Saved entries:
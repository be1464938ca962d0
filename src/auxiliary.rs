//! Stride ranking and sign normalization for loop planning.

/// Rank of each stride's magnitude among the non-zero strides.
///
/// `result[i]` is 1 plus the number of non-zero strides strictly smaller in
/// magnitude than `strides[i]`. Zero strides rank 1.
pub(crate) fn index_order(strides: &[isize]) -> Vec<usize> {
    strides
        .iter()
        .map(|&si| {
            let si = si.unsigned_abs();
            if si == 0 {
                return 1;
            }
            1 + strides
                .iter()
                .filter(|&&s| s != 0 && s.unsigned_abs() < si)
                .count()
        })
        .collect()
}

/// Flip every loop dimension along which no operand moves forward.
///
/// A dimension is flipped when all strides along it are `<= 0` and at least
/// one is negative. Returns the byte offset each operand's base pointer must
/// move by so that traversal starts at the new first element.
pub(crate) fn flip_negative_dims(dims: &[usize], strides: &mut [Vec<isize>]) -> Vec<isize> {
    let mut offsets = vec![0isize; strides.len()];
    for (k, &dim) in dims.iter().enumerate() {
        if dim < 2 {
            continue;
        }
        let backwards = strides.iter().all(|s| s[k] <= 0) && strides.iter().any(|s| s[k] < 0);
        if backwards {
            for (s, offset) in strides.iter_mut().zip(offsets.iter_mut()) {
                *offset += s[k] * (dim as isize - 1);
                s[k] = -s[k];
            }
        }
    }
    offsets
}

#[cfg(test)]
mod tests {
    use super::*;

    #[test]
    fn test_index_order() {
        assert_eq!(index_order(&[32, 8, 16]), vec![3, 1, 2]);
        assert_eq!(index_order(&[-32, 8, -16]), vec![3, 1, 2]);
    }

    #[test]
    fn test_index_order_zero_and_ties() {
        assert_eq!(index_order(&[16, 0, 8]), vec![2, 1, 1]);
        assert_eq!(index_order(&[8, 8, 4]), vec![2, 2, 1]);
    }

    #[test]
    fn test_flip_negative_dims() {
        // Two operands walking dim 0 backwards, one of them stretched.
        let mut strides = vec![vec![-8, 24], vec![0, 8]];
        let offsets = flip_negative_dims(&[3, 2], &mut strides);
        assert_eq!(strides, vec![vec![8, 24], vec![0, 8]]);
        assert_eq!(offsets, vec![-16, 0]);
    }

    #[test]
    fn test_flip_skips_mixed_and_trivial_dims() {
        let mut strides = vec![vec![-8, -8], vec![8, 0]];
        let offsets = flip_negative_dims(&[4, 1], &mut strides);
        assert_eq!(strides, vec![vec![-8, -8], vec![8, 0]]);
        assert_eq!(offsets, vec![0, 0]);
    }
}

...

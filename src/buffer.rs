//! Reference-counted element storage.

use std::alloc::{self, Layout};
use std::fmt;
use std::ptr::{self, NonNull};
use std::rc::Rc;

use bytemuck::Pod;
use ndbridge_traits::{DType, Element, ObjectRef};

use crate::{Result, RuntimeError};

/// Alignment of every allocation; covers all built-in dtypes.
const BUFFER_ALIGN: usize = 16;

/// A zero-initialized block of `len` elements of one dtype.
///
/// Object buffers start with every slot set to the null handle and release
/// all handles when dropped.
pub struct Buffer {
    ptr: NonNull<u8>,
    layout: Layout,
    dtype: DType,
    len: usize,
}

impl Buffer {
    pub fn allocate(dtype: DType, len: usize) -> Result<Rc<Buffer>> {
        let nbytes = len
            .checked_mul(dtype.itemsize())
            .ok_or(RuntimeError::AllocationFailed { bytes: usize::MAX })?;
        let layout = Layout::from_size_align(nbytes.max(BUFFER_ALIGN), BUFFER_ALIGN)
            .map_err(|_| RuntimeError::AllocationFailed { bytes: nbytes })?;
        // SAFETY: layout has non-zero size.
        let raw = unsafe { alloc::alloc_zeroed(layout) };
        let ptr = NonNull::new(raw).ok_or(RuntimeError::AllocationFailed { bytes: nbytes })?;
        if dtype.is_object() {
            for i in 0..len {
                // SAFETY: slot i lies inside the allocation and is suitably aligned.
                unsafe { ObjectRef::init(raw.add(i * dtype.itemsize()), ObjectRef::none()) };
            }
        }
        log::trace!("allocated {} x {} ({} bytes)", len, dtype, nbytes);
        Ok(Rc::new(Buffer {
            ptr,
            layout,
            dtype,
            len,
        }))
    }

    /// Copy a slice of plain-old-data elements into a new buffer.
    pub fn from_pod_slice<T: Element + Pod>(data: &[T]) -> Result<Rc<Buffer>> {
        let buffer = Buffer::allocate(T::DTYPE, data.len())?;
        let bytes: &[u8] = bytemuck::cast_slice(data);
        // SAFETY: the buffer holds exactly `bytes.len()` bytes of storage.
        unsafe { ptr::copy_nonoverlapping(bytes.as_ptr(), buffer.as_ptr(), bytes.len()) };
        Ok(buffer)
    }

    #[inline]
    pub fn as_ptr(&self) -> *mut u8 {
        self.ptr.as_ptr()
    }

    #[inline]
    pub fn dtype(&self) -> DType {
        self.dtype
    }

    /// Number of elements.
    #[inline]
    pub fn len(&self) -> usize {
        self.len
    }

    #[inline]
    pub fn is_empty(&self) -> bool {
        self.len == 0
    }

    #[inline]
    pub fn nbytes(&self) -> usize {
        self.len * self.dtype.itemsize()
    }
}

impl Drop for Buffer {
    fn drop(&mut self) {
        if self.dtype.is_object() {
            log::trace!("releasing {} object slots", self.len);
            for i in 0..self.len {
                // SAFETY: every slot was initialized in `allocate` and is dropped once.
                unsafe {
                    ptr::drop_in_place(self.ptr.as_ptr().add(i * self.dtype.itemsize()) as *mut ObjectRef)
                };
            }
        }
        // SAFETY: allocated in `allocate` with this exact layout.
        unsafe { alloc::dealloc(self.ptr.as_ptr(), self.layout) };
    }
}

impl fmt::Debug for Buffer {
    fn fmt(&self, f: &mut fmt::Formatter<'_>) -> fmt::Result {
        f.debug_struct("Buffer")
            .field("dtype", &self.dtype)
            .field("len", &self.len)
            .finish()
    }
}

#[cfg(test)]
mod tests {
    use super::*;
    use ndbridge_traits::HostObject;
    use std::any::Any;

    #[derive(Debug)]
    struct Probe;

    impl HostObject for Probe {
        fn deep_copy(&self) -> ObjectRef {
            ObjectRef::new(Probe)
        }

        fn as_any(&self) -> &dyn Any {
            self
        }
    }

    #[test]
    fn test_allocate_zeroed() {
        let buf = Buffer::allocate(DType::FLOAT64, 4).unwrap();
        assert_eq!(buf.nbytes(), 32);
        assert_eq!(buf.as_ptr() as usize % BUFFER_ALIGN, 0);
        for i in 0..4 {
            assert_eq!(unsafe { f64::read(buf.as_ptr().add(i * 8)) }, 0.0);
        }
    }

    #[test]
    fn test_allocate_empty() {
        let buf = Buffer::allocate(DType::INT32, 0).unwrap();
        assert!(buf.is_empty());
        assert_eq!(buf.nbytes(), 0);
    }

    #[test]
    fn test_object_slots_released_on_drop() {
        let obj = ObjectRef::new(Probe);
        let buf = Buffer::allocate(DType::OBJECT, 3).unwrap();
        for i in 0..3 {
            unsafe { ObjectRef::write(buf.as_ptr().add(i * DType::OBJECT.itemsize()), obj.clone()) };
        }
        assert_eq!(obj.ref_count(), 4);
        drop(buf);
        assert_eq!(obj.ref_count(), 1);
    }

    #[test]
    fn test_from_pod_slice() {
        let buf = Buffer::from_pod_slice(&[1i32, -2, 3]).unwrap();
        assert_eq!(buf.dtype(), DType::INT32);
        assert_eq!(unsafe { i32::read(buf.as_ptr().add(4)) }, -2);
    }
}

▶ **What to produce**: Spot the lines above that mention "unwrap" and copy them.

▶ **Your response**:
        let buf = Buffer::allocate(DType::FLOAT64, 4).unwrap();
        let buf = Buffer::allocate(DType::INT32, 0).unwrap();
        let buf = Buffer::allocate(DType::OBJECT, 3).unwrap();
        let buf = Buffer::from_pod_slice(&[1i32, -2, 3]).unwrap();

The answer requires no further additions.